Singer, Actor & Activist Harry Belafonte Receives Honorary Doctorate From Berklee
Singer-songwriter, actor, activist and icon Harry Belafonte Jr. was presented an honorary doctor of music degree from Boston’s Berklee College of Music on Thursday, March 6, 2014, which also featured a concert in his honor.
Students and faculty of the college performed the celebration of Belafonte’s life and music, from “Day-O” (The Banana Boat Song) to “We are the World.”
A confidante of Martin Luther King Jr. during the civil rights movement, he fought against racial prejudice in the United States, but also western colonialism in Africa, and refused to perform in the South 1954 until 1961.
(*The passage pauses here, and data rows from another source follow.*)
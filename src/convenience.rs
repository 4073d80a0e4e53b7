//! Wrappers that turn fallible calls into `Option`-returning ones.
//!
//! A wrapped call that fails (returns `Err` or panics) is handled at
//! [`Severity::Medium`] with the context given at wrap time, and the wrapper
//! yields `None`. Success passes the value through untouched.
//!
//! Wrapped functions take one argument; use a tuple for several.
//!
//! The `ErrorHandler` methods bind to a specific handler. The free functions
//! ([`handle_sync_error`], [`handle_async_error`],
//! [`create_error_boundary_handler`]) bind to [`ErrorHandler::global`] and
//! exist for call sites that cannot be handed a handler.
//!
//! # Example
//!
//! ```rust
//! use quotefast_errors::{ErrorContext, ErrorHandler};
//!
//! let handler = ErrorHandler::builder().build();
//! let load = handler.wrap_async(
//!     |id: u32| async move {
//!         if id == 0 {
//!             Err(std::io::Error::other("no such quote"))
//!         } else {
//!             Ok(format!("quote-{id}"))
//!         }
//!     },
//!     ErrorContext::new().component("QuoteLoader"),
//! );
//!
//! let found = futures::executor::block_on(load(7));
//! let missing = futures::executor::block_on(load(0));
//! assert_eq!(found.as_deref(), Some("quote-7"));
//! assert_eq!(missing, None);
//! ```

use crate::handler::ErrorHandler;
use crate::{ErrorContext, HandledError, Severity};
use futures::FutureExt;
use futures::future::BoxFuture;
use serde_json::{Map, Value};
use std::error::Error;
use std::future::Future;
use std::panic::{AssertUnwindSafe, catch_unwind};
use std::sync::Arc;

/// Action recorded for errors caught at a render boundary.
pub const BOUNDARY_ACTION: &str = "render";

impl ErrorHandler {
    /// Wrap a fallible function so that failures are handled and become `None`.
    pub fn wrap_sync<A, T, E, F>(&self, f: F, context: ErrorContext) -> impl Fn(A) -> Option<T> + use<A, T, E, F>
    where
        F: Fn(A) -> Result<T, E>,
        E: Error + Send + Sync + 'static,
    {
        let handler = self.clone();
        move |args| match catch_unwind(AssertUnwindSafe(|| f(args))) {
            Ok(Ok(value)) => Some(value),
            Ok(Err(error)) => {
                handler.handle_error(HandledError::from_error(error), context.clone(), Severity::Medium);
                None
            }
            Err(payload) => {
                handler.handle_error(HandledError::from_panic(&*payload), context.clone(), Severity::Medium);
                None
            }
        }
    }

    /// Wrap an async fallible function so that failures are handled and
    /// become `None`.
    ///
    /// The returned futures are `Send + 'static` and run on any executor.
    /// A panic while polling the wrapped future is caught like an `Err`.
    pub fn wrap_async<A, T, E, F, Fut>(
        &self,
        f: F,
        context: ErrorContext,
    ) -> impl Fn(A) -> BoxFuture<'static, Option<T>> + Send + Sync + use<A, T, E, F, Fut>
    where
        F: Fn(A) -> Fut + Send + Sync + 'static,
        Fut: Future<Output = Result<T, E>> + Send + 'static,
        A: Send + 'static,
        T: Send + 'static,
        E: Error + Send + Sync + 'static,
    {
        let handler = self.clone();
        let f = Arc::new(f);
        move |args| {
            let handler = handler.clone();
            let f = Arc::clone(&f);
            let context = context.clone();
            async move {
                let outcome = AssertUnwindSafe(async move { (*f)(args).await })
                    .catch_unwind()
                    .await;
                let error = match outcome {
                    Ok(Ok(value)) => return Some(value),
                    Ok(Err(error)) => HandledError::from_error(error),
                    Err(payload) => HandledError::from_panic(&*payload),
                };
                handler.handle_error(error, context, Severity::Medium);
                None
            }
            .boxed()
        }
    }

    /// Callback for a UI render boundary.
    ///
    /// Errors are handled at [`Severity::High`] with the component name,
    /// action `"render"` and the boundary's info map as additional data.
    ///
    /// ```rust
    /// use quotefast_errors::{ErrorHandler, HandledError, NativeError, Severity};
    /// use serde_json::{Map, json};
    ///
    /// let handler = ErrorHandler::builder().build();
    /// let on_error = handler.boundary_handler("InvoiceTable");
    ///
    /// let mut info = Map::new();
    /// info.insert("componentStack".into(), json!("at InvoiceTable"));
    /// on_error(NativeError::new("TypeError", "rows is undefined").into(), info);
    ///
    /// let entry = &handler.error_queue()[0];
    /// assert_eq!(entry.severity, Severity::High);
    /// assert_eq!(entry.context.action.as_deref(), Some("render"));
    /// ```
    pub fn boundary_handler(
        &self,
        component_name: &str,
    ) -> impl Fn(HandledError, Map<String, Value>) + Send + Sync + 'static + use<> {
        let handler = self.clone();
        let component = component_name.to_owned();
        move |error, error_info| {
            let context = ErrorContext {
                additional_data: Some(error_info),
                ..ErrorContext::new().component(component.as_str()).action(BOUNDARY_ACTION)
            };
            handler.handle_error(error, context, Severity::High);
        }
    }
}

/// [`ErrorHandler::wrap_async`] on the global handler.
pub fn handle_async_error<A, T, E, F, Fut>(
    f: F,
    context: ErrorContext,
) -> impl Fn(A) -> BoxFuture<'static, Option<T>> + Send + Sync + use<A, T, E, F, Fut>
where
    F: Fn(A) -> Fut + Send + Sync + 'static,
    Fut: Future<Output = Result<T, E>> + Send + 'static,
    A: Send + 'static,
    T: Send + 'static,
    E: Error + Send + Sync + 'static,
{
    ErrorHandler::global().wrap_async(f, context)
}

/// [`ErrorHandler::wrap_sync`] on the global handler.
pub fn handle_sync_error<A, T, E, F>(f: F, context: ErrorContext) -> impl Fn(A) -> Option<T> + use<A, T, E, F>
where
    F: Fn(A) -> Result<T, E>,
    E: Error + Send + Sync + 'static,
{
    ErrorHandler::global().wrap_sync(f, context)
}

/// [`ErrorHandler::boundary_handler`] on the global handler.
pub fn create_error_boundary_handler(
    component_name: &str,
) -> impl Fn(HandledError, Map<String, Value>) + Send + Sync + 'static + use<> {
    ErrorHandler::global().boundary_handler(component_name)
}

/// Build an [`AppError`](crate::AppError) with a formatted message and the
/// code's conventional status.
///
/// ```rust
/// use quotefast_errors::{ErrorCode, app_error};
///
/// let id = 42;
/// let err = app_error!(ErrorCode::CustomerNotFound, "customer {id} does not exist");
/// assert_eq!(err.message(), "customer 42 does not exist");
/// assert_eq!(err.status_code(), 404);
/// ```
#[macro_export]
macro_rules! app_error {
    ($code:expr, $($arg:tt)+) => {{
        let code: $crate::ErrorCode = $code;
        $crate::AppError::builder(::std::format!($($arg)+))
            .code(code)
            .status(code.default_status())
            .build()
    }};
}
He is also guarded as a humanitarian and political activist. In the 1980s he helped start the USA for Africa project to fight hunger, and also pushed for an end to apartheid in South Africa, and since 1987, he has been a UNICEF Goodwill Ambassador.
Belafonte has won three Grammy Awards, including a Grammy Lifetime Achievement Award, an Emmy Award, and a Tony Award. In 1989 he received the Kennedy Center Honors and he was awarded the National Medal of Arts in 1994.
In the course of his 65 year career, he has starred in films such as Carmen Jones (1954), Uptown Saturday Night (1974), and most recently Bobby in 2006. He has also had various television roles, and he has released over 40 albums, four of which have been certified Gold.
Other recipients of Berklee’s honorary doctorate have included Duke Ellington, Dizzy Gillespie, Steven Tyler, Willie Nelson, Aretha Franklin and Quincy Jones.